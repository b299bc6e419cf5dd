//! Key/value backends for persisted history

use std::fs;
use std::io;
use std::path::{Path, PathBuf};

use rustc_hash::FxHashMap;
use tracing::{debug, trace};

use crate::error::StoreError;

/// String key/value storage
pub trait Storage {
    /// Read the value under `key`; `Ok(None)` when nothing was stored
    fn load(&self, key: &str) -> Result<Option<String>, StoreError>;

    fn save(&mut self, key: &str, value: &str) -> Result<(), StoreError>;

    /// Delete `key`; missing keys are not an error
    fn remove(&mut self, key: &str) -> Result<(), StoreError>;
}

/// Process-local storage, mostly for tests
#[derive(Clone, Debug, Default)]
pub struct MemoryStorage {
    entries: FxHashMap<String, String>,
}

impl MemoryStorage {
    pub fn new() -> Self {
        Self::default()
    }

    pub fn len(&self) -> usize {
        self.entries.len()
    }

    pub fn is_empty(&self) -> bool {
        self.entries.is_empty()
    }
}

impl Storage for MemoryStorage {
    fn load(&self, key: &str) -> Result<Option<String>, StoreError> {
        Ok(self.entries.get(key).cloned())
    }

    fn save(&mut self, key: &str, value: &str) -> Result<(), StoreError> {
        self.entries.insert(key.to_string(), value.to_string());
        Ok(())
    }

    fn remove(&mut self, key: &str) -> Result<(), StoreError> {
        self.entries.remove(key);
        Ok(())
    }
}

/// One `<key>.json` file per key inside a directory.
///
/// The directory is created on first save. Writes go to a sibling temp file
/// that is renamed over the target.
#[derive(Clone, Debug)]
pub struct FileStorage {
    dir: PathBuf,
}

impl FileStorage {
    pub fn new(dir: impl Into<PathBuf>) -> Self {
        Self { dir: dir.into() }
    }

    pub fn dir(&self) -> &Path {
        &self.dir
    }

    pub fn path_for(&self, key: &str) -> PathBuf {
        self.dir.join(format!("{key}.json"))
    }
}

fn io_error(path: &Path, source: io::Error) -> StoreError {
    StoreError::Io {
        path: path.to_path_buf(),
        source,
    }
}

impl Storage for FileStorage {
    fn load(&self, key: &str) -> Result<Option<String>, StoreError> {
        let path = self.path_for(key);
        match fs::read_to_string(&path) {
            Ok(contents) => {
                trace!("FileStorage::load - {}", path.display());
                Ok(Some(contents))
            }
            Err(e) if e.kind() == io::ErrorKind::NotFound => Ok(None),
            Err(e) => Err(io_error(&path, e)),
        }
    }

    fn save(&mut self, key: &str, value: &str) -> Result<(), StoreError> {
        fs::create_dir_all(&self.dir).map_err(|e| io_error(&self.dir, e))?;

        let path = self.path_for(key);
        let tmp = self.dir.join(format!(".{key}.json.tmp"));
        fs::write(&tmp, value).map_err(|e| io_error(&tmp, e))?;
        fs::rename(&tmp, &path).map_err(|e| io_error(&path, e))?;

        debug!("FileStorage::save - {} ({} bytes)", path.display(), value.len());
        Ok(())
    }

    fn remove(&mut self, key: &str) -> Result<(), StoreError> {
        let path = self.path_for(key);
        match fs::remove_file(&path) {
            Ok(()) => {
                debug!("FileStorage::remove - {}", path.display());
                Ok(())
            }
            Err(e) if e.kind() == io::ErrorKind::NotFound => Ok(()),
            Err(e) => Err(io_error(&path, e)),
        }
    }
}

#[cfg(test)]
mod tests {
    use super::*;

    #[test]
    fn memory_storage_roundtrip() {
        let mut storage = MemoryStorage::new();
        assert_eq!(storage.load("k").unwrap(), None);

        storage.save("k", "v1").unwrap();
        storage.save("k", "v2").unwrap();
        assert_eq!(storage.load("k").unwrap().as_deref(), Some("v2"));
        assert_eq!(storage.len(), 1);

        storage.remove("k").unwrap();
        storage.remove("k").unwrap();
        assert!(storage.is_empty());
    }

    #[test]
    fn file_storage_creates_directory_on_save() {
        let tmp = tempfile::tempdir().unwrap();
        let mut storage = FileStorage::new(tmp.path().join("nested").join("data"));

        assert_eq!(storage.load("animotion-history").unwrap(), None);
        storage.save("animotion-history", "{}").unwrap();

        let path = storage.path_for("animotion-history");
        assert!(path.ends_with("nested/data/animotion-history.json"));
        assert_eq!(fs::read_to_string(&path).unwrap(), "{}");
        assert_eq!(storage.load("animotion-history").unwrap().as_deref(), Some("{}"));
    }

    #[test]
    fn file_storage_overwrites_and_leaves_no_temp_file() {
        let tmp = tempfile::tempdir().unwrap();
        let mut storage = FileStorage::new(tmp.path());

        storage.save("key", "first").unwrap();
        storage.save("key", "second").unwrap();
        assert_eq!(storage.load("key").unwrap().as_deref(), Some("second"));

        let names: Vec<String> = fs::read_dir(tmp.path())
            .unwrap()
            .map(|entry| entry.unwrap().file_name().to_string_lossy().into_owned())
            .collect();
        assert_eq!(names, vec!["key.json".to_string()]);
    }

    #[test]
    fn file_storage_remove_is_idempotent() {
        let tmp = tempfile::tempdir().unwrap();
        let mut storage = FileStorage::new(tmp.path());
        storage.remove("never-saved").unwrap();

        storage.save("key", "x").unwrap();
        storage.remove("key").unwrap();
        assert_eq!(storage.load("key").unwrap(), None);
    }

    #[test]
    fn file_storage_reports_unreadable_path() {
        let tmp = tempfile::tempdir().unwrap();
        // A directory where the file should be
        fs::create_dir(tmp.path().join("key.json")).unwrap();
        let storage = FileStorage::new(tmp.path());

        match storage.load("key") {
            Err(StoreError::Io { path, .. }) => assert!(path.ends_with("key.json")),
            other => panic!("expected io error, got {other:?}"),
        }
    }
}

________________

- Your instructions -
Say how many lines in the entries include the string "names", and write nothing besides that number.

- Completed exercise -
2